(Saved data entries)
- Opening Delimiter -
//! 定宽位打包（无符号，MSB-first）
//!
//! 第 `i` 个值占据比特区间 `[i * num_bits, (i + 1) * num_bits)`，
//! 比特在字节内从最高位开始编号。`num_bits` 取值 1..=32，
//! 单个值最多跨 5 个字节，用 u64 窗口一次取出。

/// 表示 `max_value` 所需的最少比特数（至少 1）
///
/// 字典列传入 `cardinality - 1`，即 `ceil(log2(cardinality))`。
pub fn num_bits_per_value(max_value: u32) -> u32 {
    (32 - max_value.leading_zeros()).max(1)
}

/// `num_values` 个 `num_bits` 宽的值打包后的字节数
pub fn packed_size(num_values: usize, num_bits: u32) -> usize {
    (num_values * num_bits as usize + 7) / 8
}

#[inline]
fn window_bounds(index: usize, num_bits: u32) -> (usize, usize, u32) {
    let bit_offset  = index * num_bits as usize;
    let byte_offset = bit_offset >> 3;
    let bit_in_byte = (bit_offset & 7) as u32;
    let num_bytes   = ((bit_in_byte + num_bits + 7) >> 3) as usize;
    let shift       = num_bytes as u32 * 8 - bit_in_byte - num_bits;
    (byte_offset, num_bytes, shift)
}

#[inline]
fn mask(num_bits: u32) -> u64 {
    (1u64 << num_bits) - 1
}

/// 读取第 `index` 个值
#[inline]
pub fn read_int(data: &[u8], index: usize, num_bits: u32) -> u32 {
    let (byte_offset, num_bytes, shift) = window_bounds(index, num_bits);
    let mut window = 0u64;
    for &b in &data[byte_offset..byte_offset + num_bytes] {
        window = (window << 8) | b as u64;
    }
    ((window >> shift) & mask(num_bits)) as u32
}

/// 从 `start_index` 开始顺序读取 `out.len()` 个值
pub fn read_ints(data: &[u8], start_index: usize, num_bits: u32, out: &mut [u32]) {
    for (i, slot) in out.iter_mut().enumerate() {
        *slot = read_int(data, start_index + i, num_bits);
    }
}

/// 写入第 `index` 个值；高于 `num_bits` 的比特被截掉
#[inline]
pub fn write_int(data: &mut [u8], index: usize, num_bits: u32, value: u32) {
    let (byte_offset, num_bytes, shift) = window_bounds(index, num_bits);
    let bytes = &mut data[byte_offset..byte_offset + num_bytes];
    let mut window = 0u64;
    for &b in bytes.iter() {
        window = (window << 8) | b as u64;
    }
    let m  = mask(num_bits) << shift;
    window = (window & !m) | (((value as u64) << shift) & m);
    for (i, b) in bytes.iter_mut().enumerate() {
        *b = (window >> ((num_bytes - 1 - i) * 8)) as u8;
    }
}

#[cfg(test)]
mod tests {
    use super::*;
    use proptest::prelude::*;

    #[test]
    fn test_num_bits() {
        assert_eq!(num_bits_per_value(0), 1);
        assert_eq!(num_bits_per_value(1), 1);
        assert_eq!(num_bits_per_value(2), 2);
        assert_eq!(num_bits_per_value(3), 2);
        assert_eq!(num_bits_per_value(4), 3);
        assert_eq!(num_bits_per_value(255), 8);
        assert_eq!(num_bits_per_value(256), 9);
        assert_eq!(num_bits_per_value(u32::MAX), 32);
    }

    #[test]
    fn test_msb_first_layout() {
        // 3 个 3-bit 值：101 011 111 → 1010_1111 1xxx_xxxx
        let mut data = vec![0u8; packed_size(3, 3)];
        write_int(&mut data, 0, 3, 0b101);
        write_int(&mut data, 1, 3, 0b011);
        write_int(&mut data, 2, 3, 0b111);
        assert_eq!(data, vec![0b1010_1111, 0b1000_0000]);
        assert_eq!(read_int(&data, 1, 3), 0b011);
    }

    #[test]
    fn test_overwrite_keeps_neighbours() {
        let mut data = vec![0u8; packed_size(4, 7)];
        for i in 0..4 { write_int(&mut data, i, 7, 0x7f); }
        write_int(&mut data, 2, 7, 0);
        let mut out = [0u32; 4];
        read_ints(&data, 0, 7, &mut out);
        assert_eq!(out, [0x7f, 0x7f, 0, 0x7f]);
    }

    proptest! {
        #[test]
        fn prop_round_trip(num_bits in 1u32..=32, seeds in proptest::collection::vec(any::<u32>(), 1..200)) {
            let values: Vec<u32> = seeds.iter()
                .map(|v| if num_bits == 32 { *v } else { v & ((1u32 << num_bits) - 1) })
                .collect();
            let mut data = vec![0u8; packed_size(values.len(), num_bits)];
            for (i, v) in values.iter().enumerate() {
                write_int(&mut data, i, num_bits, *v);
            }
            for (i, v) in values.iter().enumerate() {
                prop_assert_eq!(read_int(&data, i, num_bits), *v);
            }
        }
    }
}
//! 不可变段的加载
//!
//! 顺序：metadata.json → creation.meta CRC → 各列字典与正排 → 星型树容器。
//! 任何一步出现损坏都中止整个段的加载。

use std::collections::HashMap;
use std::path::{Path, PathBuf};
use std::sync::Arc;
use tracing::{error, info};
use crate::common::{OlapError, Result};
use crate::dictionary::Dictionary;
use crate::io::{DataBuffer, FixedBitMultiValueReader, FixedBitSingleValueReader, ReadMode};
use crate::startree::{StarTree, StarTreeIndexContainer};
use super::metadata::{verify_crc, ColumnMetadata, SegmentMetadata};
use super::{dictionary_file, forward_index_file, DataSource, ForwardIndex, IndexSegment};

#[derive(Debug)]
pub struct ImmutableSegment {
    dir:          PathBuf,
    metadata:     SegmentMetadata,
    data_sources: HashMap<String, Arc<DataSource>>,
    star_trees:   StarTreeIndexContainer,
}

impl ImmutableSegment {
    pub fn dir(&self) -> &Path { &self.dir }
    pub fn metadata(&self) -> &SegmentMetadata { &self.metadata }
    pub fn total_docs(&self) -> usize { self.metadata.total_docs }
}

impl IndexSegment for ImmutableSegment {
    fn segment_name(&self) -> &str { &self.metadata.segment_name }

    fn num_docs(&self) -> usize { self.metadata.num_docs }

    fn column_names(&self) -> Vec<String> {
        self.metadata.columns.iter().map(|c| c.name.clone()).collect()
    }

    fn data_source(&self, column: &str) -> Result<Arc<DataSource>> {
        self.data_sources.get(column).cloned()
            .ok_or_else(|| OlapError::ColumnNotFound(format!("{column} in segment {}", self.metadata.segment_name)))
    }

    fn star_trees(&self) -> &[Arc<StarTree>] { self.star_trees.star_trees() }
}

pub struct ImmutableSegmentLoader;

impl ImmutableSegmentLoader {
    pub fn load(dir: &Path, mode: ReadMode) -> Result<ImmutableSegment> {
        Self::load_inner(dir, mode).map_err(|e| {
            if e.is_corruption() {
                error!(segment = %dir.display(), error = %e, "aborting segment load");
            }
            e
        })
    }

    fn load_inner(dir: &Path, mode: ReadMode) -> Result<ImmutableSegment> {
        let metadata = SegmentMetadata::load(dir)?;
        let crc = verify_crc(dir)?;
        let data_sources = load_columns(dir, &metadata, mode)?;
        let star_trees = StarTreeIndexContainer::load(dir, &metadata, &data_sources, mode)?;
        info!(
            segment = %metadata.segment_name,
            version = %metadata.version,
            docs = metadata.num_docs,
            crc = format_args!("{crc:#010x}"),
            ?mode,
            "loaded segment",
        );
        Ok(ImmutableSegment { dir: dir.to_path_buf(), metadata, data_sources, star_trees })
    }
}

/// 打开段内所有列（行数为 `total_docs`）
pub(crate) fn load_columns(
    dir:      &Path,
    metadata: &SegmentMetadata,
    mode:     ReadMode,
) -> Result<HashMap<String, Arc<DataSource>>> {
    metadata.columns.iter()
        .map(|c| Ok((c.name.clone(), Arc::new(load_column(dir, c, metadata.total_docs, mode)?))))
        .collect()
}

fn load_column(dir: &Path, column: &ColumnMetadata, total_docs: usize, mode: ReadMode) -> Result<DataSource> {
    if !column.has_dictionary {
        return Err(OlapError::Unsupported(format!("raw column {}", column.name)));
    }
    let dict_buf = DataBuffer::load_file(&dir.join(dictionary_file(&column.name)))?;
    let dictionary = Dictionary::load(&dict_buf, column.data_type, column.cardinality)?;

    let fwd_buf = DataBuffer::open(&dir.join(forward_index_file(&column.name, column.single_value)), mode)?;
    let forward = if column.single_value {
        ForwardIndex::SingleValue(FixedBitSingleValueReader::new(fwd_buf, total_docs, column.bits_per_element)?)
    } else {
        let reader = FixedBitMultiValueReader::new(fwd_buf)?;
        reader.validate(total_docs, column.total_number_of_entries, column.bits_per_element)?;
        ForwardIndex::MultiValue(reader)
    };
    Ok(DataSource::new(&column.name, column.data_type, Some(Arc::new(dictionary)), forward))
}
- Closing Delimiter -
> [Task description]: Only one number is wanted: how many lines in the records above contain the string "mask".

> [Solution to the exercise]: 3